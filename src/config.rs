//! Capture configuration loaded from TOML.

use std::collections::BTreeMap;
use std::fs;
use std::path::Path;
use std::time::Duration;

use log::{debug, LevelFilter};
use serde::Deserialize;

use crate::buffers::DEFAULT_BUFFER_COUNT;
use crate::camera::CameraOptions;
use crate::controls::ControlOverrides;
use crate::error::{CameraError, Result};
use crate::retry::ReconnectPolicy;
use crate::traits::{Format, PixelFormat, Settings};

/// Everything needed to open and drive one camera.
#[derive(Debug, Clone, PartialEq, Eq, Deserialize)]
#[serde(deny_unknown_fields)]
pub struct CaptureConfig {
    /// Device node, e.g. `/dev/video0`.
    pub device: String,
    /// Frame width in pixels.
    pub width: u32,
    /// Frame height in pixels.
    pub height: u32,
    /// Pixel format name.
    #[serde(default = "default_format")]
    pub format: PixelFormat,
    /// Frames per second.
    pub framerate: u32,
    /// Streaming buffers to request.
    #[serde(default = "default_buffer_count")]
    pub buffer_count: u32,
    /// Longest wait for a frame in milliseconds; absent blocks indefinitely.
    #[serde(default)]
    pub capture_timeout_ms: Option<u64>,
    /// Control values by control name.
    #[serde(default)]
    pub controls: BTreeMap<String, i32>,
    /// Reconnect backoff.
    #[serde(default)]
    pub reconnect: ReconnectConfig,
    /// Log output.
    #[serde(default)]
    pub logging: LoggingConfig,
}

const fn default_format() -> PixelFormat {
    PixelFormat::Yuyv
}

const fn default_buffer_count() -> u32 {
    DEFAULT_BUFFER_COUNT
}

/// `[reconnect]` table.
#[derive(Debug, Clone, Copy, PartialEq, Eq, Deserialize)]
#[serde(default, deny_unknown_fields)]
pub struct ReconnectConfig {
    /// Delay before the first reopen attempt.
    pub initial_delay_ms: u64,
    /// Upper bound of a single delay.
    pub max_delay_ms: u64,
    /// Reopen attempts before giving up.
    pub max_attempts: u32,
}

impl Default for ReconnectConfig {
    fn default() -> Self {
        Self {
            initial_delay_ms: 100,
            max_delay_ms: 5000,
            max_attempts: 10,
        }
    }
}

/// `[logging]` table.
#[derive(Debug, Clone, PartialEq, Eq, Deserialize)]
#[serde(default, deny_unknown_fields)]
pub struct LoggingConfig {
    /// One of `off`, `error`, `warn`, `info`, `debug`, `trace`.
    pub level: String,
}

impl Default for LoggingConfig {
    fn default() -> Self {
        Self {
            level: "info".to_owned(),
        }
    }
}

impl LoggingConfig {
    /// Parsed level filter.
    pub fn level_filter(&self) -> Result<LevelFilter> {
        self.level
            .parse()
            .map_err(|_| CameraError::Config(format!("unknown log level {:?}", self.level)))
    }
}

impl CaptureConfig {
    /// Read and validate the configuration at `path`.
    pub fn load(path: &Path) -> Result<Self> {
        debug!("reading config from {}", path.display());
        let text = fs::read_to_string(path)
            .map_err(|err| CameraError::Config(format!("{}: {err}", path.display())))?;
        Self::from_toml_str(&text)
    }

    /// Parse and validate a TOML document.
    pub fn from_toml_str(text: &str) -> Result<Self> {
        let config: Self =
            toml::from_str(text).map_err(|err| CameraError::Config(err.to_string()))?;
        config.validate()?;
        Ok(config)
    }

    /// Check value ranges serde cannot express.
    pub fn validate(&self) -> Result<()> {
        if self.device.trim().is_empty() {
            return Err(CameraError::Config("device path is empty".to_owned()));
        }
        for (name, value) in [
            ("width", self.width),
            ("height", self.height),
            ("framerate", self.framerate),
            ("buffer_count", self.buffer_count),
        ] {
            if value == 0 {
                return Err(CameraError::Config(format!("{name} must be non-zero")));
            }
        }
        if self.format.bytes_per_pixel() == 0 {
            return Err(CameraError::InvalidPixelFormat(self.format));
        }
        if Format::checked(self.width, self.height, self.format).is_none() {
            return Err(CameraError::Config(format!(
                "a {}x{} {} frame is too large",
                self.width, self.height, self.format
            )));
        }
        if self.reconnect.max_attempts == 0 {
            return Err(CameraError::Config(
                "reconnect.max_attempts must be non-zero".to_owned(),
            ));
        }
        self.logging.level_filter()?;
        Ok(())
    }

    /// Requested capture settings.
    pub fn settings(&self) -> Settings {
        Settings::new(self.width, self.height, self.format, self.framerate)
    }

    /// Camera tunables.
    pub fn camera_options(&self) -> CameraOptions {
        CameraOptions {
            buffer_count: self.buffer_count,
            capture_timeout: self.capture_timeout_ms.map(Duration::from_millis),
        }
    }

    /// Reconnect backoff policy.
    pub const fn reconnect_policy(&self) -> ReconnectPolicy {
        ReconnectPolicy {
            initial_delay: Duration::from_millis(self.reconnect.initial_delay_ms),
            max_delay: Duration::from_millis(self.reconnect.max_delay_ms),
            max_attempts: self.reconnect.max_attempts,
        }
    }
}

impl ControlOverrides for CaptureConfig {
    fn contains(&self, name: &str) -> bool {
        self.controls.contains_key(name)
    }

    fn get_or(&self, name: &str, default: i32) -> i32 {
        self.controls.get_or(name, default)
    }
}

WORK REQUEST →
Give the count of lines in the listing where the word "ReconnectConfig" occurs, with no further words.

EXPECTED ANSWER →
3